Movie review XXX "Earth," with Aamir Khan, Nandita Das, Rahul Khanna, Kitu Gidwani. Written and directed by Deepa Mehta, based on Bapsi Sidhwa's novel, "Cracking India." 104 minutes. Egyptian. No rating; includes violence, profanity, sex scene.

Gorgeous and troubling, Deepa Mehta's "Earth" uses the 1947 partition of India to focus on a Parsi (neutral) family trying to keep from choosing sides in the midst of civil war.

The movie has its didactic moments, when the characters seem to be explaining the situation more to the audience than to each other, but ultimately it succeeds in demonstrating how personal, religious and political issues fuse in creating a monumental tragedy.

More than 1 million Muslims and Hindus were killed in that transitional phase in India's recent history.
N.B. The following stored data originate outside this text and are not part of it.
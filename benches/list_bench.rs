use criterion::{criterion_group, criterion_main, Criterion, Throughput};
use recon_query::engine::process;
use recon_query::query::parse;
use recon_query::{ListParams, SortKey, SortOrder};
use serde_json::{json, Value};

fn sample_records(n: usize) -> Vec<Value> {
    (0..n)
        .map(|i| {
            json!({
                "_id": format!("{i:024x}"),
                "ipv4": format!("10.{}.{}.{}", i / 65536 % 256, i / 256 % 256, i % 256),
                "domain": format!("host{i}.example.com"),
                "nmap": {"ports": [{"port": 22}, {"port": 80 + (i % 50) as i64}]},
                "httpx": [{"hosts": [{"ports": [{"port": 8000 + (i % 1000) as i64}]}]}]
            })
        })
        .collect()
}

fn bench_list(c: &mut Criterion) {
    let records = sample_records(20_000);
    let parsed = parse("port>=8500 AND port!=8999");
    let params = ListParams { sort_key: SortKey::Ports, sort_order: SortOrder::Desc, ..ListParams::default() };
    let mut group = c.benchmark_group("list");
    group.throughput(Throughput::Elements(records.len() as u64));
    group.bench_function("process_20k", |b| {
        b.iter(|| process(records.clone(), &parsed, &params).pagination.total_records)
    });
    group.finish();
}

criterion_group!(benches, bench_list);
criterion_main!(benches);
use serde_json::{Map, Value};
use std::cmp::Ordering;

use crate::filter::Candidate;
use crate::types::{SortKey, SortOrder, DERIVED_KEYS, IDENTITY_KEYS};

/// A filtered record with its per-request attributes.
#[derive(Debug, Clone)]
pub struct DerivedRecord {
    pub record: Value,
    pub ports: Vec<i64>,
    pub port_count: usize,
    pub tool_count: usize,
}

impl DerivedRecord {
    /// The record as returned to callers, with `unifiedPorts`, `portCount`
    /// and `toolCount` attached. Non-object records are returned untouched.
    pub fn into_value(self) -> Value {
        let DerivedRecord { record, ports, port_count, tool_count } = self;
        match record {
            Value::Object(mut map) => {
                map.insert("unifiedPorts".to_string(), Value::from(ports));
                map.insert("portCount".to_string(), Value::from(port_count));
                map.insert("toolCount".to_string(), Value::from(tool_count));
                Value::Object(map)
            }
            other => other,
        }
    }
}

/// Number of top-level tool sections: every key that is neither identity
/// nor derived.
pub fn tool_count(record: &Value) -> usize {
    record
        .as_object()
        .map(|map: &Map<String, Value>| {
            map.keys()
                .filter(|k| !IDENTITY_KEYS.contains(&k.as_str()) && !DERIVED_KEYS.contains(&k.as_str()))
                .count()
        })
        .unwrap_or(0)
}

pub fn derive(candidate: Candidate) -> DerivedRecord {
    let tool_count = tool_count(&candidate.record);
    DerivedRecord {
        port_count: candidate.ports.len(),
        tool_count,
        ports: candidate.ports,
        record: candidate.record,
    }
}

// Missing or non-string values compare as `None`, below every string.
fn text_field<'a>(record: &'a Value, key: &str) -> Option<&'a str> {
    record.get(key).and_then(|v| v.as_str())
}

fn compare(a: &DerivedRecord, b: &DerivedRecord, key: SortKey) -> Ordering {
    match key {
        SortKey::Ip => text_field(&a.record, "ipv4").cmp(&text_field(&b.record, "ipv4")),
        SortKey::Domain => text_field(&a.record, "domain").cmp(&text_field(&b.record, "domain")),
        SortKey::Tools => a.tool_count.cmp(&b.tool_count),
        SortKey::Ports => a.port_count.cmp(&b.port_count),
    }
}

/// Stable sort: records with equal keys keep their relative order in both
/// directions.
pub fn sort_records(records: &mut [DerivedRecord], key: SortKey, order: SortOrder) {
    records.sort_by(|a, b| {
        let ord = compare(a, b, key);
        match order {
            SortOrder::Asc => ord,
            SortOrder::Desc => ord.reverse(),
        }
    });
}
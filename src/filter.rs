use serde_json::Value;

use crate::ports::extract_ports;
use crate::query::{escape_dots, Clause, Operator, ParsedQuery, PortPredicate, TextField};

#[derive(Debug, Clone, Copy, PartialEq, Eq)]
pub enum StoreField {
    Ipv4,
    Domain,
}

impl StoreField {
    pub fn key(&self) -> &'static str {
        match self {
            StoreField::Ipv4 => "ipv4",
            StoreField::Domain => "domain",
        }
    }
}

/// One storage-side condition. Patterns are regular expressions matched
/// case-insensitively anywhere in the field.
#[derive(Debug, Clone, PartialEq, Eq)]
pub enum Condition {
    Matches { field: StoreField, pattern: String },
    AnyOf(Vec<Condition>),
}

/// Conjunction of conditions handed to the record store. Empty means
/// "every record".
#[derive(Debug, Clone, Default, PartialEq, Eq)]
pub struct StoreQuery {
    pub conditions: Vec<Condition>,
}

impl StoreQuery {
    pub fn is_empty(&self) -> bool {
        self.conditions.is_empty()
    }
}

fn ip_condition(value: &str) -> Condition {
    Condition::Matches { field: StoreField::Ipv4, pattern: escape_dots(value) }
}

fn domain_condition(value: &str) -> Condition {
    Condition::Matches { field: StoreField::Domain, pattern: value.to_string() }
}

/// Stage A: translate the storage-evaluable clauses into a store query.
pub fn store_query(parsed: &ParsedQuery) -> StoreQuery {
    let conditions = parsed
        .storage_clauses()
        .filter_map(|clause| match clause {
            Clause::FreeText(text) => Some(Condition::AnyOf(vec![
                ip_condition(text),
                domain_condition(text),
            ])),
            Clause::Text { field: TextField::Ip, value, .. } => Some(ip_condition(value)),
            Clause::Text { field: TextField::Domain, value, .. } => Some(domain_condition(value)),
            Clause::Port(_) => None,
        })
        .collect();
    StoreQuery { conditions }
}

impl PortPredicate {
    /// Range operators need one satisfying port; `Eq`/`Ne` test membership.
    pub fn matches(&self, ports: &[i64]) -> bool {
        let v = self.value;
        match self.op {
            Operator::Gt => ports.iter().any(|&p| (p as f64) > v),
            Operator::Gte => ports.iter().any(|&p| (p as f64) >= v),
            Operator::Lt => ports.iter().any(|&p| (p as f64) < v),
            Operator::Lte => ports.iter().any(|&p| (p as f64) <= v),
            Operator::Eq => ports.iter().any(|&p| (p as f64) == v),
            Operator::Ne => !ports.iter().any(|&p| (p as f64) == v),
        }
    }
}

/// A store result paired with its extracted port set.
#[derive(Debug, Clone)]
pub struct Candidate {
    pub record: Value,
    pub ports: Vec<i64>,
}

/// Stage B: extract ports from every record and keep those satisfying all
/// port predicates. Input order is preserved.
pub fn apply_port_filters(records: Vec<Value>, predicates: &[PortPredicate]) -> Vec<Candidate> {
    records
        .into_iter()
        .map(|record| {
            let ports = extract_ports(&record);
            Candidate { record, ports }
        })
        .filter(|c| predicates.iter().all(|p| p.matches(&c.ports)))
        .collect()
}

#[cfg(test)]
mod tests {
    use super::*;
    use crate::query::parse;
    use serde_json::json;

    fn pred(op: Operator, value: f64) -> PortPredicate {
        PortPredicate { op, value }
    }

    #[test]
    fn test_store_query_shapes() {
        let q = store_query(&parse("ip:10.0.0.1 AND domain=a.b AND web.corp AND port>1"));
        assert_eq!(
            q.conditions,
            vec![
                Condition::Matches { field: StoreField::Ipv4, pattern: r"10\.0\.0\.1".into() },
                Condition::Matches { field: StoreField::Domain, pattern: "a.b".into() },
                Condition::AnyOf(vec![
                    Condition::Matches { field: StoreField::Ipv4, pattern: r"web\.corp".into() },
                    Condition::Matches { field: StoreField::Domain, pattern: "web.corp".into() },
                ]),
            ]
        );
    }

    #[test]
    fn test_store_query_empty_for_port_only() {
        assert!(store_query(&parse("port=22")).is_empty());
        assert!(store_query(&parse("")).is_empty());
    }

    #[test]
    fn test_range_operators_need_one_match() {
        let ports = [22, 80, 8080];
        assert!(pred(Operator::Gt, 1000.0).matches(&ports));
        assert!(!pred(Operator::Gt, 8080.0).matches(&ports));
        assert!(pred(Operator::Gte, 8080.0).matches(&ports));
        assert!(pred(Operator::Lt, 23.0).matches(&ports));
        assert!(!pred(Operator::Lt, 22.0).matches(&ports));
        assert!(pred(Operator::Lte, 22.0).matches(&ports));
    }

    #[test]
    fn test_membership_operators() {
        let ports = [80, 443];
        assert!(pred(Operator::Eq, 443.0).matches(&ports));
        assert!(!pred(Operator::Eq, 444.0).matches(&ports));
        assert!(pred(Operator::Ne, 22.0).matches(&ports));
        assert!(!pred(Operator::Ne, 80.0).matches(&ports));
        assert!(!pred(Operator::Eq, 80.5).matches(&ports));
    }

    #[test]
    fn test_empty_port_set() {
        let none: [i64; 0] = [];
        assert!(pred(Operator::Ne, 443.0).matches(&none));
        for op in [Operator::Eq, Operator::Gt, Operator::Gte, Operator::Lt, Operator::Lte] {
            assert!(!pred(op, 443.0).matches(&none));
        }
    }

    #[test]
    fn test_apply_port_filters() {
        let records = vec![
            json!({"ipv4": "10.0.0.1", "nmap": {"port": 80}}),
            json!({"ipv4": "10.0.0.1", "nmap": {"port": 8080}}),
            json!({"ipv4": "10.0.0.2"}),
        ];
        let kept = apply_port_filters(records.clone(), &[pred(Operator::Gt, 1000.0)]);
        assert_eq!(kept.len(), 1);
        assert_eq!(kept[0].ports, vec![8080]);

        let kept = apply_port_filters(records.clone(), &[pred(Operator::Ne, 443.0)]);
        assert_eq!(kept.len(), 3);

        let kept = apply_port_filters(records, &[]);
        assert_eq!(kept.len(), 3);
        assert_eq!(kept[2].ports, Vec::<i64>::new());
    }

    #[test]
    fn test_port_predicates_are_conjoined() {
        let records = vec![
            json!({"a": {"port": 22}}),
            json!({"a": [{"port": 22}, {"port": 5000}]}),
            json!({"a": {"port": 9500}}),
        ];
        let kept = apply_port_filters(
            records,
            &[pred(Operator::Gt, 1000.0), pred(Operator::Lt, 9000.0)],
        );
        assert_eq!(kept.len(), 1);
        assert_eq!(kept[0].ports, vec![22, 5000]);
    }
}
Mehta, working from a novel by Bapsi Sidhwa, "Cracking India," concentrates on an 8-year-old girl, Lenny (Maia Sethna), whose parents attempt to remain nonpartisan while employing a beautiful Hindu nanny, Shanta (Nandita Das).

"Who can we not betray?" says the husband. "We must all think Swiss."

Shanta has a better notion of the chaos in store for them all, though she doesn't realize that her relationships with two suitors and with the polio-stricken Lenny will be pivotal.

Dil Navaz, nicknamed Ice Candy Man (and played with seductive assurance by Indian superstar Aamir Khan), is Lenny's favorite, a brazen bad boy who will do anything to attract Shanta. But Shanta is

more interested in Hasan (Rahul Khanna), a gentle masseur who promises to ask more than her immediate attention.

When partition is declared, Dil Navaz's sisters are murdered in an assault on a Muslim train, and it quickly becomes impossible to remain neutral. Lenny and Shanta watch from the roof of Dil Navaz's tenement as revenge is enacted on the streets.

Hindus slaughter Muslims. Muslims burn Hindus alive. Eventually the Muslims arrive at Lenny's door, demanding that they release Shanta, who is in hiding. The Hindu-Muslim friendships that had seemed so solid under British rule begin to unravel.

Mehta, a Canadian-Indian filmmaker who was born in India, never neglects the reasons behind her characters' actions. She even includes a prophecy by a British character who accurately predicts that the immediate impact of self-rule will be social disaster. The movie can't encompass the history of Hindu-Muslim revelations before the British influence was felt, but it seems quite fair-minded in its attempt to deal with the immediate impact of partition.

Handsomely photographed by Giles Nuttgens (who shot Mehta's previous film, "Fire"), "Earth" was scored by Ar Rahman, who nearly turns it into a musical at its most intense moments. He's composed the scores for many Indian films (as well as "Fire"), and he does an exceptionable job of making this one stand out.